CV

Misc

  • A better validation set score than the training set score (Notes from link):
    • You don’t have that much data and it’s luck.
      • Can be diagnosed by changing the seed (random_state in py) in data split function
    • Gap between them shrinks over time
      • May be do to regularization (if it’s being used).
      • During validation and testing, your loss function only comprises prediction error
    • Gap between them stays the same and training loss has fluctuations
      • DL: dropout is only applicable during the training process, so it only affects training loss
    • Validation loss lower than training loss at first but has similar or higher values later on
      • DL: Training loss is calculated during each epoch, but validation loss is calculated at the end of each epoch
  • Compare Training vs Test
    • Example: {gt} table, {yardstick} forecast metrics

      bind_rows(
        yardstick::mape(rf_preds_train, Sale_Price, .pred),
        yardstick::mape(rf_preds_test, Sale_Price, .pred)
      ) %>% 
        mutate(dataset = c("training", "holdout")) %>% 
        gt::gt() %>% 
        gt::fmt_number(".estimate", decimals = 1)

Regression

  • For prediction, if coefficients vary significantly across the test folds their robustness is not guaranteed (see coefficient boxplot below), and they should probably be interpreted with caution.
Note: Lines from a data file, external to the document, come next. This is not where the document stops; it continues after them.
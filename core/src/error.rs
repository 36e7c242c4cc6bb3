use thiserror::Error;

use crate::constants::MAX_WIDTH;

/// Errors raised while building or combining bit sequences.
#[derive(Debug, Error, Clone, PartialEq, Eq)]
pub enum BitsError {
    // Zero-width or too wide to cache the decimal value
    #[error("Invalid width {width}: must be between 1 and {max} bits", max = MAX_WIDTH)]
    InvalidWidth { width: usize },

    // A dynamically typed bit that is not a boolean
    #[error("Bit {index} is not a boolean; bit lists must only consist of boolean values")]
    InvalidBit { index: usize },

    // A bit-string character other than '0' or '1'
    #[error("Character {digit:?} at position {index} is not a binary digit")]
    InvalidDigit { index: usize, digit: char },

    #[error("Bit string length {actual} does not match width {expected}")]
    LengthMismatch { expected: usize, actual: usize },

    #[error("Cannot represent {value} with {width} bits; valid range is {min} to {max}")]
    OutOfRange {
        value: i128,
        width: usize,
        min: i128,
        max: i128,
    },

    #[error(
        "Incompatible operands: {lhs_width}-bit {} and {rhs_width}-bit {}",
        signedness(.lhs_signed),
        signedness(.rhs_signed)
    )]
    IncompatibleOperands {
        lhs_width: usize,
        lhs_signed: bool,
        rhs_width: usize,
        rhs_signed: bool,
    },

    #[error("{lhs} {op} {rhs} cannot be represented using {width} bits")]
    Overflow {
        op: char,
        lhs: i128,
        rhs: i128,
        width: usize,
    },

    // Unsigned results cannot go below zero
    #[error("Unsigned subtraction requires the minuend to exceed the subtrahend ({minuend} - {subtrahend})")]
    Underflow { minuend: i128, subtrahend: i128 },
}

fn signedness(signed: &bool) -> &'static str {
    if *signed {
        "signed"
    } else {
        "unsigned"
    }
}

/// Result type for bit sequence operations.
pub type Result<T, E = BitsError> = std::result::Result<T, E>;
    • Boxplots show the variance of the coefficient across the folds of a repeated 5-fold cv.
    • The “Coefficient importance” in the example is just the coefficient value of the standardized variable in a ridge regression
    • Note outliers beyond the whiskers for Age and Experience
      • In this case, the variance is caused by the fact that experience and age are strongly collinear.
    • Variability in coefficients can also be explained by collinearity between predictors
    • Perform sensitivity analysis by removing one of the collinear predictors and re-running the CV. Check if the variance of the variable that was kept has stabilized (e.g. fewer outliers past the whiskers of a boxplot).